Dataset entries
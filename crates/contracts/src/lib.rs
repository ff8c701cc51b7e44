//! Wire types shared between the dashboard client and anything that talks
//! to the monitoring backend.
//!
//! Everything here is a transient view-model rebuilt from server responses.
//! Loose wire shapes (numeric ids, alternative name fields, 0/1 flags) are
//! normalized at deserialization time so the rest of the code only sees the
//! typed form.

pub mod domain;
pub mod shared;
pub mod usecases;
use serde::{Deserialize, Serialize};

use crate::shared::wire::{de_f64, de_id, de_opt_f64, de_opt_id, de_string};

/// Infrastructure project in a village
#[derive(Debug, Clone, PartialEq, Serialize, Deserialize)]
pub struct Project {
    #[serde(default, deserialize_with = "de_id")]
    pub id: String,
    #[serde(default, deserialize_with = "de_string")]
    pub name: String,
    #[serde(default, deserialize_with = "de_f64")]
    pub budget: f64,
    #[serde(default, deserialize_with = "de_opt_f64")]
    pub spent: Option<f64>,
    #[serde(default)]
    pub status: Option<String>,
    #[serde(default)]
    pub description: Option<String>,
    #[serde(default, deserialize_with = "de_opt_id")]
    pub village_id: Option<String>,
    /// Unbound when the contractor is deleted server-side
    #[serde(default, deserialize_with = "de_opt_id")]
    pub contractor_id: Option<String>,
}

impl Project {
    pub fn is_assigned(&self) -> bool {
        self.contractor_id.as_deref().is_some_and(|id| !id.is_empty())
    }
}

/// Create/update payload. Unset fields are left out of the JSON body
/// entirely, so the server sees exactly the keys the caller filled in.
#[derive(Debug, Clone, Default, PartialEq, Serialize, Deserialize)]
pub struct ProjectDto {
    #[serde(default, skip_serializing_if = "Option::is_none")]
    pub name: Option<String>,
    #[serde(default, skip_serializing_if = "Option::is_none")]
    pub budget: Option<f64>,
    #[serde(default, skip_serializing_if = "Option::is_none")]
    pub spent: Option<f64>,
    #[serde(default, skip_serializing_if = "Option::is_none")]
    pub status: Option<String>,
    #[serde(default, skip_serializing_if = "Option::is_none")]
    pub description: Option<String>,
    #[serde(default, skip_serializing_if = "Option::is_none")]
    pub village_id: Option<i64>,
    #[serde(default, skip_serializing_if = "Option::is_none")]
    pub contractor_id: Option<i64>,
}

EXERCISE AIM
A verbatim copy of all the entries above is requested.

EXERCISE ANSWER
filename crates/contracts/src/lib.rs
repository ff8c701cc51b7e44
//! Wire types shared between the dashboard client and anything that talks
//! to the monitoring backend.
//!
//! Everything here is a transient view-model rebuilt from server responses.
//! Loose wire shapes (numeric ids, alternative name fields, 0/1 flags) are
//! normalized at deserialization time so the rest of the code only sees the
//! typed form.

pub mod domain;
pub mod shared;
pub mod usecases;
use serde::{Deserialize, Serialize};

use crate::shared::wire::{de_f64, de_id, de_opt_f64, de_opt_id, de_string};

/// Infrastructure project in a village
#[derive(Debug, Clone, PartialEq, Serialize, Deserialize)]
pub struct Project {
    #[serde(default, deserialize_with = "de_id")]
    pub id: String,
    #[serde(default, deserialize_with = "de_string")]
    pub name: String,
    #[serde(default, deserialize_with = "de_f64")]
    pub budget: f64,
    #[serde(default, deserialize_with = "de_opt_f64")]
    pub spent: Option<f64>,
    #[serde(default)]
    pub status: Option<String>,
    #[serde(default)]
    pub description: Option<String>,
    #[serde(default, deserialize_with = "de_opt_id")]
    pub village_id: Option<String>,
    /// Unbound when the contractor is deleted server-side
    #[serde(default, deserialize_with = "de_opt_id")]
    pub contractor_id: Option<String>,
}

impl Project {
    pub fn is_assigned(&self) -> bool {
        self.contractor_id.as_deref().is_some_and(|id| !id.is_empty())
    }
}

/// Create/update payload. Unset fields are left out of the JSON body
/// entirely, so the server sees exactly the keys the caller filled in.
#[derive(Debug, Clone, Default, PartialEq, Serialize, Deserialize)]
pub struct ProjectDto {
    #[serde(default, skip_serializing_if = "Option::is_none")]
    pub name: Option<String>,
    #[serde(default, skip_serializing_if = "Option::is_none")]
    pub budget: Option<f64>,
    #[serde(default, skip_serializing_if = "Option::is_none")]
    pub spent: Option<f64>,
    #[serde(default, skip_serializing_if = "Option::is_none")]
    pub status: Option<String>,
    #[serde(default, skip_serializing_if = "Option::is_none")]
    pub description: Option<String>,
    #[serde(default, skip_serializing_if = "Option::is_none")]
    pub village_id: Option<i64>,
    #[serde(default, skip_serializing_if = "Option::is_none")]
    pub contractor_id: Option<i64>,
}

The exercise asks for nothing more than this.